In other words, the terrible conditions in Iraq--and the likelihood these conditions would worsen if we left--ultimately could be what allows us to save the country. The United States should announce that we are pulling out unless all parties within and outside Iraq come to the table and hammer out an enforceable peace settlement. Our commitment to withdrawing is newly credible, thanks to the recent midterm elections and the installation of a new secretary of defense. Whatever positive recommendations come out of the Baker-Hamilton Commission, the administration should make clear that phased withdrawal is the alternative--and be prepared to follow through.

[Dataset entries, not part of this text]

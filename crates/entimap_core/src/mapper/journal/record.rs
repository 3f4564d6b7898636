//! Journal record framing.
//!
//! ```text
//! | magic "EJNL" (4) | version (2) | kind (1) | length (4) | CBOR payload | crc32 (4) |
//! ```
//!
//! Integers are little-endian; the CRC covers everything before it.

use crate::error::{CoreError, CoreResult};
use crate::mapper::{MapperError, MapperResult, ParentLink};
use crate::types::EntityId;
use entimap_codec::{from_cbor, to_cbor, Row};
use serde::{Deserialize, Serialize};

/// Magic bytes identifying a journal record.
pub const JOURNAL_MAGIC: [u8; 4] = *b"EJNL";

/// Current journal format version.
pub const JOURNAL_VERSION: u16 = 1;

/// magic (4) + version (2) + kind (1) + length (4)
pub(crate) const HEADER_SIZE: usize = 11;

pub(crate) const CRC_SIZE: usize = 4;

/// Kind byte of a journal record.
#[derive(Debug, Clone, Copy, PartialEq, Eq)]
#[repr(u8)]
pub enum RecordKind {
    /// Row inserted.
    Insert = 1,
    /// Row replaced.
    Update = 2,
    /// Row removed.
    Delete = 3,
}

impl RecordKind {
    /// Converts a byte to a record kind.
    pub fn from_byte(b: u8) -> Option<Self> {
        match b {
            1 => Some(Self::Insert),
            2 => Some(Self::Update),
            3 => Some(Self::Delete),
            _ => None,
        }
    }

    /// Converts the kind to a byte.
    #[must_use]
    pub const fn as_byte(self) -> u8 {
        self as u8
    }
}

/// A single row mutation.
#[derive(Debug, Clone, PartialEq, Serialize, Deserialize)]
pub enum JournalRecord {
    /// Row inserted under an assigned id.
    Insert {
        /// Entity class.
        class: String,
        /// Assigned id.
        id: EntityId,
        /// Owner of a child row.
        parent: Option<ParentLink>,
        /// Stored fields.
        row: Row,
    },
    /// Row replaced.
    Update {
        /// Entity class.
        class: String,
        /// Row id.
        id: EntityId,
        /// New fields.
        row: Row,
    },
    /// Row removed.
    Delete {
        /// Entity class.
        class: String,
        /// Row id.
        id: EntityId,
    },
}

impl JournalRecord {
    /// Returns the record kind.
    #[must_use]
    pub const fn kind(&self) -> RecordKind {
        match self {
            Self::Insert { .. } => RecordKind::Insert,
            Self::Update { .. } => RecordKind::Update,
            Self::Delete { .. } => RecordKind::Delete,
        }
    }

    /// Encodes the record with its envelope.
    pub fn encode(&self) -> MapperResult<Vec<u8>> {
        let payload = to_cbor(self)?;
        let len = u32::try_from(payload.len())
            .map_err(|_| MapperError::rejected(self.class(), "journal record too large"))?;

        let mut data = Vec::with_capacity(HEADER_SIZE + payload.len() + CRC_SIZE);
        data.extend_from_slice(&JOURNAL_MAGIC);
        data.extend_from_slice(&JOURNAL_VERSION.to_le_bytes());
        data.push(self.kind().as_byte());
        data.extend_from_slice(&len.to_le_bytes());
        data.extend_from_slice(&payload);

        let crc = compute_crc32(&data);
        data.extend_from_slice(&crc.to_le_bytes());
        Ok(data)
    }

    /// Validates a header and returns the record kind and payload length.
    pub(crate) fn decode_header(offset: u64, header: &[u8]) -> CoreResult<(RecordKind, usize)> {
        if header.len() < HEADER_SIZE || header[0..4] != JOURNAL_MAGIC {
            return Err(CoreError::journal_corruption(offset, "bad magic"));
        }
        let version = u16::from_le_bytes([header[4], header[5]]);
        if version != JOURNAL_VERSION {
            return Err(CoreError::journal_corruption(
                offset,
                format!("unsupported version {version}"),
            ));
        }
        let kind = RecordKind::from_byte(header[6]).ok_or_else(|| {
            CoreError::journal_corruption(offset, format!("unknown record kind {}", header[6]))
        })?;
        let len = u32::from_le_bytes([header[7], header[8], header[9], header[10]]);
        Ok((kind, len as usize))
    }

    /// Decodes a complete frame (header, payload and CRC).
    pub(crate) fn decode_frame(offset: u64, frame: &[u8]) -> CoreResult<Self> {
        let (kind, len) = Self::decode_header(offset, frame)?;
        if frame.len() != HEADER_SIZE + len + CRC_SIZE {
            return Err(CoreError::journal_corruption(offset, "frame length mismatch"));
        }

        let body_end = HEADER_SIZE + len;
        let stored = u32::from_le_bytes([
            frame[body_end],
            frame[body_end + 1],
            frame[body_end + 2],
            frame[body_end + 3],
        ]);
        let computed = compute_crc32(&frame[..body_end]);
        if stored != computed {
            return Err(CoreError::journal_corruption(
                offset,
                format!("checksum mismatch: stored {stored:#010x}, computed {computed:#010x}"),
            ));
        }

        let record: Self = from_cbor(&frame[HEADER_SIZE..body_end])?;
        if record.kind() != kind {
            return Err(CoreError::journal_corruption(
                offset,
                "record kind does not match its payload",
            ));
        }
        Ok(record)
    }

    fn class(&self) -> &str {
        match self {
            Self::Insert { class, .. } | Self::Update { class, .. } | Self::Delete { class, .. } => {
                class
            }
        }
    }
}

/// Computes the CRC32 (IEEE) checksum of `data`.
pub fn compute_crc32(data: &[u8]) -> u32 {
    const CRC32_TABLE: [u32; 256] = {
        let mut table = [0u32; 256];
        let mut i = 0;
        while i < 256 {
            let mut crc = i as u32;
            let mut bit = 0;
            while bit < 8 {
                crc = if crc & 1 == 0 {
                    crc >> 1
                } else {
                    (crc >> 1) ^ 0xEDB8_8320
                };
                bit += 1;
            }
            table[i] = crc;
            i += 1;
        }
        table
    };

    !data.iter().fold(0xFFFF_FFFF_u32, |crc, &byte| {
        (crc >> 8) ^ CRC32_TABLE[((crc ^ u32::from(byte)) & 0xFF) as usize]
    })
}

#[cfg(test)]
mod tests {
    use super::*;

    fn insert() -> JournalRecord {
        JournalRecord::Insert {
            class: "LocalOffice".into(),
            id: EntityId::new(3),
            parent: Some(ParentLink::new("Company", EntityId::new(1), "local_offices")),
            row: [("description", "branch1")].into_iter().collect(),
        }
    }

    #[test]
    fn frame_layout() {
        let frame = insert().encode().unwrap();
        assert_eq!(&frame[0..4], b"EJNL");
        assert_eq!(frame[6], RecordKind::Insert.as_byte());
        let len = u32::from_le_bytes([frame[7], frame[8], frame[9], frame[10]]) as usize;
        assert_eq!(frame.len(), HEADER_SIZE + len + CRC_SIZE);
        assert_eq!(JournalRecord::decode_frame(0, &frame).unwrap(), insert());
    }

    #[test]
    fn flipped_payload_byte_fails_checksum() {
        let mut frame = insert().encode().unwrap();
        frame[HEADER_SIZE + 2] ^= 0xFF;
        let err = JournalRecord::decode_frame(42, &frame).unwrap_err();
        assert!(matches!(
            err,
            CoreError::JournalCorruption { offset: 42, .. }
        ));
    }

    #[test]
    fn bad_magic_is_rejected() {
        let mut frame = insert().encode().unwrap();
        frame[0] = b'X';
        assert!(JournalRecord::decode_header(0, &frame).is_err());
    }

    #[test]
    fn crc32_known_value() {
        assert_eq!(compute_crc32(b"123456789"), 0xCBF4_3926);
        assert_eq!(compute_crc32(b""), 0);
    }
}
//! Property-based test generators using proptest.

use crate::fixtures::{company_input, office_input};
use entimap_codec::Value;
use proptest::prelude::*;

/// Strategy for short human-readable descriptions.
pub fn description_strategy() -> impl Strategy<Value = String> {
    prop::string::string_regex("[a-z][a-z0-9 ]{0,15}").expect("valid regex")
}

/// Strategy for scalar values of every non-container kind.
pub fn scalar_strategy() -> impl Strategy<Value = Value> {
    prop_oneof![
        Just(Value::Null),
        any::<bool>().prop_map(Value::Bool),
        any::<i64>().prop_map(Value::Integer),
        (-1.0e6..1.0e6f64).prop_map(Value::Float),
        description_strategy().prop_map(Value::Text),
        prop::collection::vec(any::<u8>(), 0..16).prop_map(Value::Bytes),
    ]
}

/// Strategy for office inputs with up to `max_addresses` addresses.
pub fn office_strategy(max_addresses: usize) -> impl Strategy<Value = Value> {
    (
        description_strategy(),
        prop::collection::vec(description_strategy(), 0..=max_addresses),
    )
        .prop_map(|(description, addresses)| {
            let addresses: Vec<&str> = addresses.iter().map(String::as_str).collect();
            office_input(&description, &addresses)
        })
}

/// Strategy for whole company inputs.
pub fn company_strategy(max_offices: usize, max_addresses: usize) -> impl Strategy<Value = Value> {
    (
        description_strategy(),
        prop::collection::vec(office_strategy(max_addresses), 0..=max_offices),
    )
        .prop_map(|(name, offices)| company_input(&name, offices))
}
//! Unit of work: tracks entity lifecycle state and drives commit and
//! rollback through a [`Mapper`].
//!
//! ```
//! use std::sync::Arc;
//! use entimap_core::{MemoryMapper, Registry, UnitOfWork};
//!
//! let registry = Registry::new();
//! let uow = UnitOfWork::new(&registry, Arc::new(MemoryMapper::new()));
//! assert!(uow.is_valid());
//! assert!(registry.get(uow.id()).is_some());
//!
//! uow.complete().unwrap();
//! assert!(!uow.is_valid());
//! assert!(registry.get(uow.id()).is_none());
//! ```

use crate::config::UnitOfWorkConfig;
use crate::entity::Entity;
use crate::error::{CoreError, CoreResult};
use crate::mapper::Mapper;
use crate::persist;
use crate::registry::{Registry, WeakRegistry};
use crate::tracker::{EntryState, ObjectTracker, TrackedEntry};
use crate::types::{EntityId, UnitOfWorkId};
use parking_lot::Mutex;
use std::fmt;
use std::sync::atomic::{AtomicBool, AtomicU8, Ordering};
use std::sync::Arc;
use tracing::{debug, info, warn};

/// What a unit of work is currently doing.
#[derive(Debug, Clone, Copy, PartialEq, Eq)]
#[repr(u8)]
pub(crate) enum Phase {
    Idle = 0,
    Committing = 1,
    RollingBack = 2,
    Completed = 3,
}

impl Phase {
    fn from_u8(value: u8) -> Self {
        match value {
            0 => Self::Idle,
            1 => Self::Committing,
            2 => Self::RollingBack,
            _ => Self::Completed,
        }
    }
}

impl fmt::Display for Phase {
    fn fmt(&self, f: &mut fmt::Formatter<'_>) -> fmt::Result {
        let name = match self {
            Phase::Idle => "idle",
            Phase::Committing => "committing",
            Phase::RollingBack => "rolling back",
            Phase::Completed => "completed",
        };
        f.write_str(name)
    }
}

/// Returns the unit of work to [`Phase::Idle`] when a commit or rollback
/// ends, however it ends.
pub(crate) struct PhaseGuard<'a> {
    phase: &'a AtomicU8,
}

impl Drop for PhaseGuard<'_> {
    fn drop(&mut self) {
        self.phase.store(Phase::Idle as u8, Ordering::Release);
    }
}

/// Tracks entities registered as clean, dirty or deleted and writes the
/// changes through its mapper on [`UnitOfWork::commit`].
///
/// A cheap-to-clone handle; the registry holds one clone until
/// [`UnitOfWork::complete`] is called.
#[derive(Clone)]
pub struct UnitOfWork {
    inner: Arc<Inner>,
}

struct Inner {
    id: UnitOfWorkId,
    mapper: Arc<dyn Mapper>,
    registry: WeakRegistry,
    config: UnitOfWorkConfig,
    tracker: Mutex<ObjectTracker>,
    valid: AtomicBool,
    phase: AtomicU8,
}

impl UnitOfWork {
    /// Creates a unit of work and registers it.
    pub fn new(registry: &Registry, mapper: Arc<dyn Mapper>) -> Self {
        Self::with_config(registry, mapper, UnitOfWorkConfig::default())
    }

    /// Creates a unit of work with explicit configuration.
    pub fn with_config(
        registry: &Registry,
        mapper: Arc<dyn Mapper>,
        config: UnitOfWorkConfig,
    ) -> Self {
        let uow = Self {
            inner: Arc::new(Inner {
                id: UnitOfWorkId::new(),
                mapper,
                registry: registry.downgrade(),
                config,
                tracker: Mutex::new(ObjectTracker::new()),
                valid: AtomicBool::new(true),
                phase: AtomicU8::new(Phase::Idle as u8),
            }),
        };
        registry.register(&uow);
        debug!(uow = %uow.id(), "unit of work created");
        uow
    }

    /// Identifier.
    #[must_use]
    pub fn id(&self) -> UnitOfWorkId {
        self.inner.id
    }

    /// Whether the last commit or rollback succeeded and the unit of work
    /// has not been completed.
    #[must_use]
    pub fn is_valid(&self) -> bool {
        self.inner.valid.load(Ordering::Acquire)
    }

    /// Whether [`UnitOfWork::complete`] has run.
    #[must_use]
    pub fn is_completed(&self) -> bool {
        self.phase() == Phase::Completed
    }

    /// Configuration.
    #[must_use]
    pub fn config(&self) -> &UnitOfWorkConfig {
        &self.inner.config
    }

    /// Mapper commits are written through.
    #[must_use]
    pub fn mapper(&self) -> &Arc<dyn Mapper> {
        &self.inner.mapper
    }

    /// Runs `f` with read access to the tracker.
    pub fn tracked<R>(&self, f: impl FnOnce(&ObjectTracker) -> R) -> R {
        f(&self.inner.tracker.lock())
    }

    /// Entries currently in `state`, in registration order.
    #[must_use]
    pub fn entries(&self, state: EntryState) -> Vec<Arc<TrackedEntry>> {
        self.tracked(|t| t.fetch_by_state(state))
    }

    /// Registers an entity as loaded and unchanged.
    pub fn register_clean(&self, entity: &Entity) -> CoreResult<Arc<TrackedEntry>> {
        self.register(entity, EntryState::Clean)
    }

    /// Registers a modified root to be written on commit.
    pub fn register_dirty(&self, entity: &Entity) -> CoreResult<Arc<TrackedEntry>> {
        self.require_root(entity, EntryState::Dirty)?;
        self.register(entity, EntryState::Dirty)
    }

    /// Registers a root to be deleted on commit.
    pub fn register_deleted(&self, entity: &Entity) -> CoreResult<Arc<TrackedEntry>> {
        self.require_root(entity, EntryState::Deleted)?;
        self.register(entity, EntryState::Deleted)
    }

    /// Entry for a tracked entity of `class` with `id`.
    #[must_use]
    pub fn fetch_object_by_id(&self, class: &str, id: EntityId) -> Option<Arc<TrackedEntry>> {
        self.tracked(|t| t.fetch_by_id(class, id))
    }

    /// Writes dirty entries and deletes deleted ones.
    ///
    /// Entries are processed in registration order, dirty before deleted.
    /// The first mapper failure stops the commit and is returned; entries
    /// already written stay written and the unit of work becomes invalid.
    pub fn commit(&self) -> CoreResult<()> {
        let _guard = self.enter(Phase::Committing)?;
        self.flush(&[])
    }

    /// Discards in-memory changes to dirty and deleted entries.
    ///
    /// Each is reloaded from the mapper and re-filed as clean; entries with
    /// no stored row, and new entries, stop being tracked. Tracked children
    /// the reload dropped from their aggregate stop being tracked too.
    /// Entities not tracked here are not touched.
    pub fn rollback(&self) -> CoreResult<()> {
        let _guard = self.enter(Phase::RollingBack)?;
        let (new, dirty, deleted) = self.tracked(|t| {
            (
                t.fetch_by_state(EntryState::New),
                t.fetch_by_state(EntryState::Dirty),
                t.fetch_by_state(EntryState::Deleted),
            )
        });

        let mut reloaded = 0usize;
        let mut discarded = 0usize;
        for entry in new {
            self.forget(&entry);
            discarded += 1;
        }
        for entry in dirty.iter().chain(&deleted) {
            let entity = entry.entity();
            let restored = self.inner.config.reload_on_rollback
                && persist::reload(self.inner.mapper.as_ref(), entity).inspect_err(|err| {
                    warn!(uow = %self.id(), class = entity.class_name(), error = %err, "rollback failed");
                    self.inner.valid.store(false, Ordering::Release);
                })?;
            if restored {
                self.inner
                    .tracker
                    .lock()
                    .add(entity, EntryState::Clean, self.id());
                reloaded += 1;
            } else {
                self.forget(entry);
                discarded += 1;
            }
        }
        for entry in self.detached() {
            self.forget(&entry);
            discarded += 1;
        }

        self.inner.valid.store(true, Ordering::Release);
        info!(uow = %self.id(), reloaded, discarded, "rollback finished");
        Ok(())
    }

    /// Ends the unit of work.
    ///
    /// Fails while a commit or rollback is running, or if already
    /// completed. Otherwise stops tracking every entity, marks the unit of
    /// work invalid and removes it from the registry.
    pub fn complete(&self) -> CoreResult<()> {
        if let Err(current) = self.inner.phase.compare_exchange(
            Phase::Idle as u8,
            Phase::Completed as u8,
            Ordering::AcqRel,
            Ordering::Acquire,
        ) {
            return Err(CoreError::protocol_misuse(format!(
                "cannot complete unit of work {} while {}",
                self.id(),
                Phase::from_u8(current)
            )));
        }

        let entries = self.inner.tracker.lock().clear();
        for entry in &entries {
            entry.entity().detach_entry(entry);
        }
        self.inner.valid.store(false, Ordering::Release);
        if let Some(registry) = self.inner.registry.upgrade() {
            registry.unregister(self.id());
        }
        info!(uow = %self.id(), released = entries.len(), "unit of work completed");
        Ok(())
    }

    pub(crate) fn register(
        &self,
        entity: &Entity,
        state: EntryState,
    ) -> CoreResult<Arc<TrackedEntry>> {
        if self.is_completed() {
            return Err(CoreError::protocol_misuse(format!(
                "unit of work {} is completed",
                self.id()
            )));
        }
        let registration = self.inner.tracker.lock().add(entity, state, self.id());
        if registration.previous.is_none() {
            entity.attach_entry(&registration.entry);
        }
        debug!(
            uow = %self.id(),
            class = entity.class_name(),
            key = %entity.key(),
            from = ?registration.previous,
            to = %state,
            "entity registered"
        );
        Ok(registration.entry)
    }

    pub(crate) fn require_root(&self, entity: &Entity, state: EntryState) -> CoreResult<()> {
        if entity.is_root() {
            return Ok(());
        }
        Err(CoreError::ownership_violation(
            entity.class_name(),
            format!("only aggregate roots can be registered as {state}"),
        ))
    }

    pub(crate) fn enter(&self, phase: Phase) -> CoreResult<PhaseGuard<'_>> {
        match self.inner.phase.compare_exchange(
            Phase::Idle as u8,
            phase as u8,
            Ordering::AcqRel,
            Ordering::Acquire,
        ) {
            Ok(_) => Ok(PhaseGuard {
                phase: &self.inner.phase,
            }),
            Err(current) => Err(CoreError::protocol_misuse(format!(
                "cannot start {phase} on unit of work {} while {}",
                self.id(),
                Phase::from_u8(current)
            ))),
        }
    }

    /// Saves `new` entries, then the dirty ones, then deletes the deleted
    /// ones. The caller holds the commit phase.
    pub(crate) fn flush(&self, new: &[Arc<TrackedEntry>]) -> CoreResult<()> {
        let (dirty, deleted) = self.tracked(|t| {
            (
                t.fetch_by_state(EntryState::Dirty),
                t.fetch_by_state(EntryState::Deleted),
            )
        });
        let mapper = self.inner.mapper.as_ref();

        for entry in new.iter().chain(&dirty) {
            let entity = entry.entity();
            persist::save(mapper, entity).map_err(|err| self.fail(entity, err))?;
            let mut tracker = self.inner.tracker.lock();
            tracker.add(entity, self.inner.config.committed_state(), self.id());
        }
        for entry in &deleted {
            let entity = entry.entity();
            persist::delete(mapper, entity).map_err(|err| self.fail(entity, err))?;
            self.forget(entry);
        }

        self.inner.valid.store(true, Ordering::Release);
        info!(
            uow = %self.id(),
            inserted = new.len(),
            updated = dirty.len(),
            deleted = deleted.len(),
            "commit finished"
        );
        Ok(())
    }

    fn fail(&self, entity: &Entity, err: CoreError) -> CoreError {
        warn!(uow = %self.id(), class = entity.class_name(), error = %err, "commit failed");
        self.inner.valid.store(false, Ordering::Release);
        err
    }

    fn forget(&self, entry: &Arc<TrackedEntry>) {
        self.inner.tracker.lock().remove(entry.entity());
        entry.entity().detach_entry(entry);
    }

    /// Tracked children no longer reachable from their root.
    fn detached(&self) -> Vec<Arc<TrackedEntry>> {
        self.tracked(|t| {
            EntryState::ALL
                .iter()
                .flat_map(|state| t.fetch_by_state(*state))
                .filter(|entry| !entry.entity().is_attached())
                .collect()
        })
    }

    fn phase(&self) -> Phase {
        Phase::from_u8(self.inner.phase.load(Ordering::Acquire))
    }
}

impl PartialEq for UnitOfWork {
    fn eq(&self, other: &Self) -> bool {
        Arc::ptr_eq(&self.inner, &other.inner)
    }
}

impl Eq for UnitOfWork {}

impl fmt::Debug for UnitOfWork {
    fn fmt(&self, f: &mut fmt::Formatter<'_>) -> fmt::Result {
        f.debug_struct("UnitOfWork")
            .field("id", &self.inner.id)
            .field("valid", &self.is_valid())
            .field("phase", &self.phase())
            .field("tracked", &self.tracked(ObjectTracker::len))
            .finish()
    }
}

Against this backdrop, we and the European Union--and possibly the Russians, although Russia has a strong incentive to keep the entire Middle East on a low boil in order to maintain high oil prices--should organize an Iraqi peace conference, inviting representatives of the Shia, Kurdish, and Sunni communities within Iraq, as well as Syria, Iran, Saudi Arabia, Jordan, and some of the Gulf states. Plenty of diplomatic ground will have to be plowed first, but we should be able to convene a conference by January. The most important task for the United States is to make unequivocally clear that this is the last chance for all parties to negotiate while U.S. troops are still in Iraq.

An agreement that will stick, however, requires more than undesirable alternatives. We need real carrots, big enough to convince armed camps to disarm and to cooperate in the long, slow slog of rebuilding Iraq. The first could be a Saudi-financed public-works and jobs program for Iraqi civilians. The militia bosses who are offering protection today could be handing out jobs and construction contracts instead. Second would be an amended constitution that guarantees more regional autonomy for different areas within Iraq, combined with a strong enough central government to secure and disburse oil revenue. Third is a regional security forum that would be sponsored by the United States and the European Union to provide a structured and ongoing opportunity for all participants, including Iran and Syria, to negotiate mutual security assurances. Fourth is an EU offer to Iran to help develop its gas fields as an alternative to Russian energy supplies. And fifth would be an offer of more U.S. troops to secure and reconstruct Baghdad--for a defined time period and only if the peace agreement holds.

At the same time, the United States should engage other actors within Iraq who have been largely ignored, such as leaders of tribes with many mixed Sunni-Shia marriages and professional associations of doctors and lawyers that could unite Iraqis based on common careers rather than creeds. As American political scientists have long known, a large part of the stability of any representative government depends on cross-cutting cleavages, hampering the formation of extremist blocs. If we can somehow stop the violence, Iraq still, even now, has the building blocks of a diverse, law-abiding, prosperous society.

And if it doesn't work? If Iraq's various communities and neighbors refuse to cooperate with such a conference? Then we must follow through on our threat to withdraw--more or less. A humanitarian option just short of immediate withdrawal would be to allow as many Iraqi civilians as possible to move to safety behind U.S. troops--neighborhood by neighborhood in Baghdad and province by province in other parts of the country. This would require some U.S. troops to stay in Iraq, at least until the Iraqi army is strong enough to protect these areas. We might also leave enough troops on the borders of Kurdistan and any other area we can realistically protect to create safe routes for fleeing civilians.

This is a strategically unattractive and morally wrenching scenario. But it need not come to pass. Instead of insisting that U.S. troops and Iraqi security forces are making progress, we might try acknowledging just how bad things are. Iraqis and their neighbors would then take seriously our threat to leave. Perhaps by recognizing reality in Iraq, we will manage to avoid making things worse--and with luck, humility, and hard work, we might just manage to make them better.